§ **Goal of the exercise**
Every line in the data below that includes "format" belongs in the answer, copied as it stands.

+++

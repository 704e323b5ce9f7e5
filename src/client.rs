//! Core client: connection configuration and authenticated requests
//!
//! [`RagflowClient`] holds the base URL and the shared HTTP client carrying
//! the bearer-token Authorization header. Every public operation in the
//! resource modules funnels through the small set of transport helpers
//! defined here:
//!
//! ```text
//! operation
//!     │
//!     ├─> build /api/v1/... URL from the normalized base
//!     │
//!     ├─> issue one HTTP request (JSON body, query string, or multipart)
//!     │
//!     ├─> non-success status → Error::Api { status, body }
//!     │
//!     └─> success → decoded serde_json::Value, unmodified
//! ```
//!
//! The client is stateless beyond this read-only configuration: no retries,
//! no timeouts, no caching, and no coordination between calls. Cloning is
//! cheap and clones share the underlying connection pool, so callers that
//! want parallelism can fan out calls freely.

use reqwest::header::{AUTHORIZATION, HeaderMap, HeaderValue};
use serde::Serialize;
use serde_json::Value;
use tracing::debug;
use url::Url;

use crate::{Error, Result};

/// Client for the RAGFlow REST API.
///
/// # Example
///
/// ```rust,no_run
/// use ragflow_client::RagflowClient;
///
/// # async fn example() -> ragflow_client::Result<()> {
/// let client = RagflowClient::new("http://localhost:5000", "ragflow-abc123")?;
///
/// let datasets = client.list_datasets(Default::default()).await?;
/// println!("{datasets}");
/// # Ok(())
/// # }
/// ```
#[derive(Debug, Clone)]
pub struct RagflowClient {
    /// Shared HTTP client carrying the Authorization header.
    http: reqwest::Client,
    /// Normalized base URL (always ends with a slash).
    base_url: Url,
}

impl RagflowClient {
    /// Create a client from a base endpoint and an API key.
    ///
    /// Shorthand for `RagflowClient::builder().base_url(..).api_key(..).build()`.
    pub fn new(base_url: impl Into<String>, api_key: impl Into<String>) -> Result<Self> {
        Self::builder().base_url(base_url).api_key(api_key).build()
    }

    /// Create a new client builder.
    pub fn builder() -> ClientBuilder {
        ClientBuilder::new()
    }

    /// The normalized base URL this client talks to.
    pub fn base_url(&self) -> &Url {
        &self.base_url
    }

    // ========================================================================
    // INTERNAL TRANSPORT
    // ========================================================================

    /// Build an absolute URL for an `/api/v1/` path.
    pub(crate) fn url(&self, path: &str) -> Result<Url> {
        let path = path.trim_start_matches('/');
        self.base_url
            .join(&format!("api/v1/{path}"))
            .map_err(Error::from)
    }

    /// GET with query parameters, expecting a JSON body back.
    pub(crate) async fn get_json<Q>(&self, path: &str, query: &Q) -> Result<Value>
    where
        Q: Serialize + ?Sized,
    {
        let url = self.url(path)?;
        debug!(method = "GET", %url, "dispatching request");
        let response = self.http.get(url).query(query).send().await?;
        Self::decode_response(response).await
    }

    /// POST with a JSON body.
    pub(crate) async fn post_json<B>(&self, path: &str, body: &B) -> Result<Value>
    where
        B: Serialize + ?Sized,
    {
        let url = self.url(path)?;
        debug!(method = "POST", %url, "dispatching request");
        let response = self.http.post(url).json(body).send().await?;
        Self::decode_response(response).await
    }

    /// PUT with a JSON body.
    pub(crate) async fn put_json<B>(&self, path: &str, body: &B) -> Result<Value>
    where
        B: Serialize + ?Sized,
    {
        let url = self.url(path)?;
        debug!(method = "PUT", %url, "dispatching request");
        let response = self.http.put(url).json(body).send().await?;
        Self::decode_response(response).await
    }

    /// DELETE with a JSON body naming the targets.
    pub(crate) async fn delete_json<B>(&self, path: &str, body: &B) -> Result<Value>
    where
        B: Serialize + ?Sized,
    {
        let url = self.url(path)?;
        debug!(method = "DELETE", %url, "dispatching request");
        let response = self.http.delete(url).json(body).send().await?;
        Self::decode_response(response).await
    }

    /// POST a multipart form. The transport sets the boundary content type;
    /// only the Authorization default header rides along.
    pub(crate) async fn post_multipart(
        &self,
        path: &str,
        form: reqwest::multipart::Form,
    ) -> Result<Value> {
        let url = self.url(path)?;
        debug!(method = "POST", %url, "dispatching multipart request");
        let response = self.http.post(url).multipart(form).send().await?;
        Self::decode_response(response).await
    }

    /// GET expecting a byte stream. Returns the status-checked response for
    /// the caller to consume incrementally.
    pub(crate) async fn get_stream(&self, path: &str) -> Result<reqwest::Response> {
        let url = self.url(path)?;
        debug!(method = "GET", %url, "dispatching streaming request");
        let response = self.http.get(url).send().await?;

        let status = response.status();
        if !status.is_success() {
            let body = response.text().await.unwrap_or_default();
            return Err(Error::api(status.as_u16(), body));
        }
        Ok(response)
    }

    /// Single decode path for every buffered response: non-success statuses
    /// become `Error::Api` with the body text verbatim, success bodies are
    /// parsed as JSON and returned unmodified.
    async fn decode_response(response: reqwest::Response) -> Result<Value> {
        let status = response.status();
        let body = response.text().await?;
        if !status.is_success() {
            return Err(Error::api(status.as_u16(), body));
        }
        Ok(serde_json::from_str(&body)?)
    }
}

/// Builder for [`RagflowClient`].
#[derive(Debug, Default)]
pub struct ClientBuilder {
    base_url: Option<String>,
    api_key: Option<String>,
    user_agent: Option<String>,
}

impl ClientBuilder {
    /// Create a new builder with no settings.
    pub fn new() -> Self {
        Self::default()
    }

    /// Set the base endpoint of the RAGFlow server,
    /// e.g. `http://localhost:5000`.
    pub fn base_url(mut self, url: impl Into<String>) -> Self {
        self.base_url = Some(url.into());
        self
    }

    /// Set the API key used for the bearer-token Authorization header.
    pub fn api_key(mut self, key: impl Into<String>) -> Self {
        self.api_key = Some(key.into());
        self
    }

    /// Set a custom User-Agent string.
    pub fn user_agent(mut self, agent: impl Into<String>) -> Self {
        self.user_agent = Some(agent.into());
        self
    }

    /// Build the client.
    ///
    /// Normalizes the base URL so path joins are stable regardless of a
    /// trailing slash, and installs the Authorization header on the shared
    /// HTTP client.
    pub fn build(self) -> Result<RagflowClient> {
        let base_url = self
            .base_url
            .ok_or_else(|| Error::config("base_url is required"))?;
        let api_key = self
            .api_key
            .ok_or_else(|| Error::config("api_key is required"))?;

        let mut base_url = Url::parse(&base_url)?;
        if !base_url.path().ends_with('/') {
            base_url.set_path(&format!("{}/", base_url.path()));
        }

        let mut headers = HeaderMap::new();
        let value = HeaderValue::from_str(&format!("Bearer {api_key}"))
            .map_err(|_| Error::config("API key contains invalid header characters"))?;
        headers.insert(AUTHORIZATION, value);

        let user_agent = self
            .user_agent
            .unwrap_or_else(|| format!("ragflow-client/{}", env!("CARGO_PKG_VERSION")));

        let http = reqwest::Client::builder()
            .default_headers(headers)
            .user_agent(user_agent)
            .build()?;

        Ok(RagflowClient { http, base_url })
    }
}
impl Default for ListSessionsParams {
    fn default() -> Self {
        Self {
            page: 1,
            page_size: 30,
            orderby: "create_time".to_string(),
            desc: true,
            name: None,
            id: None,
            user_id: None,
        }
    }
}

/// Request body for one conversation turn with a chat assistant.
///
/// The client always requests the answer as a single JSON body; there is no
/// incremental streaming mode.
#[derive(Debug, Clone, Serialize)]
pub struct ChatCompletionRequest {
    /// The question to ask.
    pub question: String,
    /// Session to continue. A new session is created when unset.
    #[serde(skip_serializing_if = "Option::is_none")]
    pub session_id: Option<String>,
    /// Caller-defined user identifier.
    #[serde(skip_serializing_if = "Option::is_none")]
    pub user_id: Option<String>,
}

impl ChatCompletionRequest {
    /// Create a request for the given question.
    pub fn new(question: impl Into<String>) -> Self {
        Self {
            question: question.into(),
            session_id: None,
            user_id: None,
        }
    }

    /// Continue an existing session.
    pub fn session(mut self, session_id: impl Into<String>) -> Self {
        self.session_id = Some(session_id.into());
        self
    }
}

// ============================================================================
// AGENTS
// ============================================================================

/// Query parameters for listing agents.
#[derive(Debug, Clone, Serialize)]
pub struct ListAgentsParams {
    /// Page number, starting at 1.
    pub page: u32,
    /// Results per page.
    pub page_size: u32,
    /// Sort field.
    pub orderby: String,
    /// Sort in descending order.
    pub desc: bool,
    /// Filter by agent name.
    #[serde(skip_serializing_if = "Option::is_none")]
    pub name: Option<String>,
    /// Filter by agent ID.
    #[serde(skip_serializing_if = "Option::is_none")]
    pub id: Option<String>,
}

impl Default for ListAgentsParams {
    fn default() -> Self {
        Self {
            page: 1,
            page_size: 30,
            orderby: "create_time".to_string(),
            desc: true,
            name: None,
            id: None,
        }
    }
}

/// Request body for opening a session with an agent.
///
/// Agents define their own begin-component inputs, so the parameters are an
/// open JSON object flattened into the payload.
#[derive(Debug, Clone, Default, Serialize)]
pub struct AgentSessionRequest {
    /// Begin-component parameters, flattened into the top-level payload.
    #[serde(flatten)]
    pub params: serde_json::Map<String, Value>,
    /// Caller-defined user identifier.
    #[serde(skip_serializing_if = "Option::is_none")]
    pub user_id: Option<String>,
}

impl AgentSessionRequest {
    /// Set a begin-component parameter.
    pub fn param(mut self, key: impl Into<String>, value: Value) -> Self {
        self.params.insert(key.into(), value);
        self
    }
}
//! Error types for the RAGFlow client

use thiserror::Error;

/// Result type alias using our Error type
pub type Result<T> = std::result::Result<T, Error>;

/// Main error type for the client
#[derive(Error, Debug)]
pub enum Error {
    /// Server answered with a non-success status. Carries the status code
    /// and the raw response body, untouched.
    #[error("API request failed ({status}): {body}")]
    Api {
        /// HTTP status code.
        status: u16,
        /// Raw response body text.
        body: String,
    },

    /// HTTP transport error
    #[error("HTTP request failed: {0}")]
    Http(#[from] reqwest::Error),

    /// JSON serialization/deserialization error
    #[error("JSON error: {0}")]
    Json(#[from] serde_json::Error),

    /// File read/write error during upload or download
    #[error("I/O error: {0}")]
    Io(#[from] std::io::Error),

    /// Base URL or path could not be parsed
    #[error("Invalid URL: {0}")]
    InvalidUrl(#[from] url::ParseError),

    /// Invalid client configuration
    #[error("Invalid configuration: {0}")]
    Config(String),
}

impl Error {
    /// Create a new API error from a status code and raw body text
    pub fn api(status: u16, body: impl Into<String>) -> Self {
        Error::Api {
            status,
            body: body.into(),
        }
    }

    /// Create a new config error
    pub fn config(msg: impl Into<String>) -> Self {
        Error::Config(msg.into())
    }

    /// The HTTP status code, if the server produced one
    pub fn status(&self) -> Option<u16> {
        match self {
            Error::Api { status, .. } => Some(*status),
            Error::Http(e) => e.status().map(|s| s.as_u16()),
            _ => None,
        }
    }

    /// Check if the server rejected the request (4xx)
    pub fn is_client_error(&self) -> bool {
        matches!(self, Error::Api { status, .. } if (400..500).contains(status))
    }

    /// Check if the server itself failed (5xx)
    pub fn is_server_error(&self) -> bool {
        matches!(self, Error::Api { status, .. } if *status >= 500)
    }
}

+++

§ **Result of this exercise**
            .join(&format!("api/v1/{path}"))
            base_url.set_path(&format!("{}/", base_url.path()));
        let value = HeaderValue::from_str(&format!("Bearer {api_key}"))
            .unwrap_or_else(|| format!("ragflow-client/{}", env!("CARGO_PKG_VERSION")));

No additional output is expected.